TRY IT:
Would you output the entries below only from the line containing "pub struct ApiResponse<T: Serialize>" through the line containing "pub struct HealthResponse", exactly as they stand and with both ends included?

• • • • • • •

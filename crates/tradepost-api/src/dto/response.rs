//! Response DTOs.

use serde::{Deserialize, Serialize};

use tradepost_service::listing::WizardStep;

/// Standard success response wrapper.
#[derive(Debug, Clone, Serialize, Deserialize)]
pub struct ApiResponse<T: Serialize> {
    /// Whether the request was successful.
    pub success: bool,
    /// Response data.
    pub data: T,
}

impl<T: Serialize> ApiResponse<T> {
    /// Creates a successful response.
    pub fn ok(data: T) -> Self {
        Self {
            success: true,
            data,
        }
    }
}

/// Body of `GET /api/version`.
#[derive(Debug, Clone, Serialize, Deserialize)]
pub struct VersionResponse {
    pub version: String,
}

/// Health check response.
#[derive(Debug, Clone, Serialize, Deserialize)]
pub struct HealthResponse {
    pub status: String,
    pub version: String,
    pub database: String,
    pub storage: String,
}

/// Simple message response.
#[derive(Debug, Clone, Serialize, Deserialize)]
pub struct MessageResponse {
    pub message: String,
}

impl MessageResponse {
    pub fn new(message: impl Into<String>) -> Self {
        Self {
            message: message.into(),
        }
    }
}

/// Wizard evaluation of one step.
#[derive(Debug, Clone, Serialize, Deserialize)]
pub struct WizardStepResponse {
    pub step: u8,
    pub title: String,
    pub can_proceed: bool,
    /// Step reached by `next`, or `None` on the last step.
    pub next_step: Option<u8>,
    pub missing_fields: Vec<String>,
}

impl WizardStepResponse {
    pub fn new(step: WizardStep, can_proceed: bool, missing_fields: Vec<&'static str>) -> Self {
        Self {
            step: step.number(),
            title: step.title().to_string(),
            can_proceed,
            next_step: if can_proceed {
                step.next().map(WizardStep::number)
            } else {
                None
            },
            missing_fields: missing_fields.into_iter().map(str::to_string).collect(),
        }
    }
}

/// Unread message counter.
#[derive(Debug, Clone, Serialize, Deserialize)]
pub struct UnreadCountResponse {
    pub unread: i64,
}
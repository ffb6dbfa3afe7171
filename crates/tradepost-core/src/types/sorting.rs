//! Sort orders accepted by listing search.

use std::fmt;
use std::str::FromStr;

use serde::{Deserialize, Serialize};

use crate::error::AppError;

/// Result ordering for marketplace search.
#[derive(Debug, Clone, Copy, PartialEq, Eq, Default, Serialize, Deserialize)]
#[serde(rename_all = "kebab-case")]
pub enum ListingSort {
    /// Keep the order the listings were fetched in.
    #[default]
    Relevance,
    /// Cheapest first.
    PriceAsc,
    /// Most expensive first.
    PriceDesc,
    /// Most recently created first.
    Newest,
}

impl ListingSort {
    /// Wire name of the sort order.
    pub fn as_str(&self) -> &'static str {
        match self {
            Self::Relevance => "relevance",
            Self::PriceAsc => "price-asc",
            Self::PriceDesc => "price-desc",
            Self::Newest => "newest",
        }
    }
}

impl fmt::Display for ListingSort {
    fn fmt(&self, f: &mut fmt::Formatter<'_>) -> fmt::Result {
        f.write_str(self.as_str())
    }
}

impl FromStr for ListingSort {
    type Err = AppError;

    fn from_str(s: &str) -> Result<Self, Self::Err> {
        match s {
            "relevance" => Ok(Self::Relevance),
            "price-asc" => Ok(Self::PriceAsc),
            "price-desc" => Ok(Self::PriceDesc),
            "newest" => Ok(Self::Newest),
            other => Err(AppError::validation(format!("Unknown sort order: {other}"))),
        }
    }
}
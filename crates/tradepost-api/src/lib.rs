//! # tradepost-api
//!
//! HTTP API layer for TradePost built on Axum.
//!
//! Provides the REST endpoints, middleware (CORS, compression, request
//! logging, body limit), extractors, DTOs and error mapping.

pub mod app;
pub mod dto;
pub mod error;
pub mod extractors;
pub mod handlers;
pub mod middleware;
pub mod router;
pub mod state;

pub use app::{build_app, run_server};
pub use state::AppState;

• • • • • • •

REPLY:
pub struct ApiResponse<T: Serialize> {
    /// Whether the request was successful.
    pub success: bool,
    /// Response data.
    pub data: T,
}

impl<T: Serialize> ApiResponse<T> {
    /// Creates a successful response.
    pub fn ok(data: T) -> Self {
        Self {
            success: true,
            data,
        }
    }
}

/// Body of `GET /api/version`.
#[derive(Debug, Clone, Serialize, Deserialize)]
pub struct VersionResponse {
    pub version: String,
}

/// Health check response.
#[derive(Debug, Clone, Serialize, Deserialize)]
pub struct HealthResponse {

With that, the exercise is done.